== Material supplied ==
Start of Block
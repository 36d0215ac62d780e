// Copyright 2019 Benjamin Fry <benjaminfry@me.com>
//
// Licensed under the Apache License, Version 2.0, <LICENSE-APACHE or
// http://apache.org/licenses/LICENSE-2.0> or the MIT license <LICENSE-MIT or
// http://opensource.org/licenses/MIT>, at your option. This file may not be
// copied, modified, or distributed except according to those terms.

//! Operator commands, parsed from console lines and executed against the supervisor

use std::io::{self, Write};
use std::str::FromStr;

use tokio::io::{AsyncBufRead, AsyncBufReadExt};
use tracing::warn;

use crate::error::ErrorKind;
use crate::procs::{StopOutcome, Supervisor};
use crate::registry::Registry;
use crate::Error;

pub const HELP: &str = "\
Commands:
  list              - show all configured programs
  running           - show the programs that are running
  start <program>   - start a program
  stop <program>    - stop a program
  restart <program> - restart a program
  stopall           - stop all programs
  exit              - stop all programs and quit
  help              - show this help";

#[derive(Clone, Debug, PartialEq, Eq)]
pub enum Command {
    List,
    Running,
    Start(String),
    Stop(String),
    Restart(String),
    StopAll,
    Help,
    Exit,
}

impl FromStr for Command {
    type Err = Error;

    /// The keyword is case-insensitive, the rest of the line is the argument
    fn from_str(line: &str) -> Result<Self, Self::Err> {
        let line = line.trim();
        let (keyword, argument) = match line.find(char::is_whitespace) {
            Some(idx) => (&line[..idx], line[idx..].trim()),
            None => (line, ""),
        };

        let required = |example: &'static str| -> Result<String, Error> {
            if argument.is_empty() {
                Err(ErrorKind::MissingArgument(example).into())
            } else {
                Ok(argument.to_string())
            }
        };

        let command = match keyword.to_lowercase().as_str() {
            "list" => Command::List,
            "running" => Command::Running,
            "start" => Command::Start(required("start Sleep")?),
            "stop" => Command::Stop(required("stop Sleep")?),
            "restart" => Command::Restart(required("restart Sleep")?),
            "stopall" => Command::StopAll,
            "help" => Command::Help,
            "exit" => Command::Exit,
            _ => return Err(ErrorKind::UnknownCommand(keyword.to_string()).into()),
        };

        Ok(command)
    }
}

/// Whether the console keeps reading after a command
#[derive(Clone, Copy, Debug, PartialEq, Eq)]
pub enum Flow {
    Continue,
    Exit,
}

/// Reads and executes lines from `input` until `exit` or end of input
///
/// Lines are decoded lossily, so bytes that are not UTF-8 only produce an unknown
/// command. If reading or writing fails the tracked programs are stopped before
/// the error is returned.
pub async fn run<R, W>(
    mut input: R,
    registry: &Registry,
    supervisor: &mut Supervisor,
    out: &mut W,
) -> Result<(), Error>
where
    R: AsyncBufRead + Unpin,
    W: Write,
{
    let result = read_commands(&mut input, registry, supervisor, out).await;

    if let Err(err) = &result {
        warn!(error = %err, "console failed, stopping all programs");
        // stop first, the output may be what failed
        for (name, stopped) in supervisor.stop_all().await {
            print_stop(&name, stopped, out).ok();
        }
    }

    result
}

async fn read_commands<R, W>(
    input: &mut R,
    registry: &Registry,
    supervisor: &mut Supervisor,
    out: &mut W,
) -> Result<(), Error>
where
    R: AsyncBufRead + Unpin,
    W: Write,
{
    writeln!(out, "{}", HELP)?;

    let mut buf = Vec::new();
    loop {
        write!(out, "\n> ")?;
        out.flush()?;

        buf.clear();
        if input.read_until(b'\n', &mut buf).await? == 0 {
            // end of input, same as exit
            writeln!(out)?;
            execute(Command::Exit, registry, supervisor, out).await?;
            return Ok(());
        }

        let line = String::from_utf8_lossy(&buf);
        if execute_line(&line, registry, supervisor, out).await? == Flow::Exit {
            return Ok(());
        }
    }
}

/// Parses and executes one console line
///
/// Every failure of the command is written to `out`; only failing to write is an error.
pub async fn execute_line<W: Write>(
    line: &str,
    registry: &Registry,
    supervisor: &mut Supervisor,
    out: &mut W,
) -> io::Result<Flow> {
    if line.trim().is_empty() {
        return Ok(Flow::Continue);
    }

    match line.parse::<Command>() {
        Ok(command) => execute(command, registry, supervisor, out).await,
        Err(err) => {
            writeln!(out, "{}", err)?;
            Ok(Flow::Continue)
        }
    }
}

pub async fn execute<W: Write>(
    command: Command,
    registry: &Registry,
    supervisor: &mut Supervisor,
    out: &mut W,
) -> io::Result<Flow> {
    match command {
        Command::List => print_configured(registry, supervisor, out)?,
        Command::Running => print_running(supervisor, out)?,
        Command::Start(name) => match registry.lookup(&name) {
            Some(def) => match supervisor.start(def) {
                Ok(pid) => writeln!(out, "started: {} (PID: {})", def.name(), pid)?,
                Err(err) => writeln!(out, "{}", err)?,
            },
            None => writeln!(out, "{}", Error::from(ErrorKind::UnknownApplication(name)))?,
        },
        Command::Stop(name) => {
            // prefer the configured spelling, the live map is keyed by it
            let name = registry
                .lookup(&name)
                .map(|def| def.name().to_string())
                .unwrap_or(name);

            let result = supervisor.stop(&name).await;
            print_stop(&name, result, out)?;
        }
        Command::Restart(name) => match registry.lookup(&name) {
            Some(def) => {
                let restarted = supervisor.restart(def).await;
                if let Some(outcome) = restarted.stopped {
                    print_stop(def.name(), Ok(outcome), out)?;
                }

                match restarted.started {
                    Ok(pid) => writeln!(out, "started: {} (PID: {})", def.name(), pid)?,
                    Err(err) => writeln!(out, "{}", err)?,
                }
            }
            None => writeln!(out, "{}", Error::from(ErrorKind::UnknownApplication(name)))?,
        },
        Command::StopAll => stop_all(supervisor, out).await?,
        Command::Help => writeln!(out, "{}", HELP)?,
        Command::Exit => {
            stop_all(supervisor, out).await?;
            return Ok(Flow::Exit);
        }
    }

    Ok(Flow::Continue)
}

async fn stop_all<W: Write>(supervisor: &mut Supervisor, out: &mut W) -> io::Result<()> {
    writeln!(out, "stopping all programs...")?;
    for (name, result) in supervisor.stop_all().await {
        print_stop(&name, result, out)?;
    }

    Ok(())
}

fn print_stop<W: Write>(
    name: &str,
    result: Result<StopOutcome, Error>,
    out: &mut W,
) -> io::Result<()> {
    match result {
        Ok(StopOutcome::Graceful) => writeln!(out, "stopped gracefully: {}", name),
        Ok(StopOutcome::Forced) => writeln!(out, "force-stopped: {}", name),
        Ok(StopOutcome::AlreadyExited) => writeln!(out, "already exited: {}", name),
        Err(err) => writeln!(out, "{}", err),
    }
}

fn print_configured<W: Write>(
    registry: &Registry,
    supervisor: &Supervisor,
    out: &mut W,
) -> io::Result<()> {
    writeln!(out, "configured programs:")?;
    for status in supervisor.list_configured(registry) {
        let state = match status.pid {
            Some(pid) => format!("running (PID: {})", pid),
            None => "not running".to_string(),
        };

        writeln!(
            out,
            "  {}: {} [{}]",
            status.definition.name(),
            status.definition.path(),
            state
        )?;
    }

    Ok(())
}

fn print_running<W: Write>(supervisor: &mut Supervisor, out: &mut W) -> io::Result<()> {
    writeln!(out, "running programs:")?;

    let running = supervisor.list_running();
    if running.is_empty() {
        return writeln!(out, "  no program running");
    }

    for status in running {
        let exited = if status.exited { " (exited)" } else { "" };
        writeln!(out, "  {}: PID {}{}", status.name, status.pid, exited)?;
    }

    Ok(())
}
End of Block
== Task description ==
Would you copy every line of the entries in which "match" appears?

== Your solution ==
        let (keyword, argument) = match line.find(char::is_whitespace) {
        let command = match keyword.to_lowercase().as_str() {
    match line.parse::<Command>() {
    match command {
        Command::Start(name) => match registry.lookup(&name) {
            Some(def) => match supervisor.start(def) {
        Command::Restart(name) => match registry.lookup(&name) {
                match restarted.started {
    match result {
        let state = match status.pid {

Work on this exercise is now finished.